So how do you deal with the verses in Romans about homosexuality being an abomination?

Do you and your husband even believe in sin anymore?

Are you just doing the thing of saying "we love you" over and over again, but really, secretly, you think your gay friends are doing something immoral?

How do you get past the "love the sinners, hate the sin" concept that the Bible teaches?

I want to love my gay friends, but I just don't know how to reconcile that love with what I've been taught from the Bible.

Instead of answering each of you separately, I am going to try to give you our answer right here. But I do need to say a few other things before starting:

  1. The Bible does not teach that any human being created by God (and we all were) is an abomination. Wow. I have come to loathe that word because of how it has been used to destroy people.

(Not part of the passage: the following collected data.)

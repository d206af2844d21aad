//! ResponseStore implementation for LibSqlBackend.

use async_trait::async_trait;
use libsql::params;

use crate::db::ResponseStore;
use crate::db::libsql::{LibSqlBackend, fmt_ts, get_opt_text, get_text, get_ts};
use crate::error::DatabaseError;
use crate::responses::ResponseRecord;

fn to_json<T: serde::Serialize>(value: &T) -> Result<String, DatabaseError> {
    serde_json::to_string(value).map_err(|e| DatabaseError::Serialization(e.to_string()))
}

/// Decode a JSON column, treating NULL as the type's default.
fn from_json<T: serde::de::DeserializeOwned + Default>(
    raw: Option<String>,
) -> Result<T, DatabaseError> {
    match raw {
        Some(raw) if !raw.is_empty() => serde_json::from_str(&raw)
            .map_err(|e| DatabaseError::Serialization(format!("invalid JSON column: {e}"))),
        _ => Ok(T::default()),
    }
}

/// Column order: id(0), created_at(1), name(2), email(3), company(4),
/// answers(5), ratings(6), ai_gists(7), meta(8).
fn row_to_record(row: &libsql::Row) -> Result<ResponseRecord, DatabaseError> {
    Ok(ResponseRecord {
        id: get_text(row, 0),
        created_at: get_ts(row, 1)?,
        name: get_text(row, 2),
        email: get_text(row, 3),
        company: get_opt_text(row, 4),
        answers: from_json(get_opt_text(row, 5))?,
        rating_group: from_json(get_opt_text(row, 6))?,
        ai_gists: from_json(get_opt_text(row, 7))?,
        meta: from_json(get_opt_text(row, 8))?,
    })
}

#[async_trait]
impl ResponseStore for LibSqlBackend {
    async fn insert_response(&self, record: &ResponseRecord) -> Result<(), DatabaseError> {
        let conn = self.connect().await?;
        conn.execute(
            "INSERT INTO survey_responses \
             (id, created_at, name, email, company, answers, ratings, ai_gists, meta) \
             VALUES (?1, ?2, ?3, ?4, ?5, ?6, ?7, ?8, ?9) \
             ON CONFLICT (id) DO NOTHING",
            params![
                record.id.as_str(),
                fmt_ts(&record.created_at),
                record.name.as_str(),
                record.email.as_str(),
                record.company.as_deref(),
                to_json(&record.answers)?,
                to_json(&record.rating_group)?,
                to_json(&record.ai_gists)?,
                to_json(&record.meta)?,
            ],
        )
        .await
        .map_err(|e| DatabaseError::Query(e.to_string()))?;
        Ok(())
    }

    async fn list_responses(&self) -> Result<Vec<ResponseRecord>, DatabaseError> {
        let conn = self.connect().await?;
        let mut rows = conn
            .query(
                "SELECT id, created_at, name, email, company, answers, ratings, ai_gists, meta \
                 FROM survey_responses ORDER BY created_at DESC",
                params![],
            )
            .await
            .map_err(|e| DatabaseError::Query(e.to_string()))?;

        let mut out = Vec::new();
        while let Some(row) = rows
            .next()
            .await
            .map_err(|e| DatabaseError::Query(e.to_string()))?
        {
            out.push(row_to_record(&row)?);
        }
        Ok(out)
    }
}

  • The Bible does not include a verse that says, "Love the sinner, but hate the sin." Someone who wasn't thinking very carefully came up with that, and unfortunately, it caught on. After the abomination accusation and the threat of hell hurled at blameless individuals who have done nothing but be born, this is one of the phrases that has been most damaging, not only to the individuals who are hurt by it but to the cause of Christ.
  • Granted, if I am using this cliché to refer to the fact that I love my dog but hate it when she poops in the house, it might be fitting. Or maybe if I said to my husband, "I love you, Rob, but I really hate it when you put the recyclable aluminum soda cans in the kitchen trash," it could pass as tolerable.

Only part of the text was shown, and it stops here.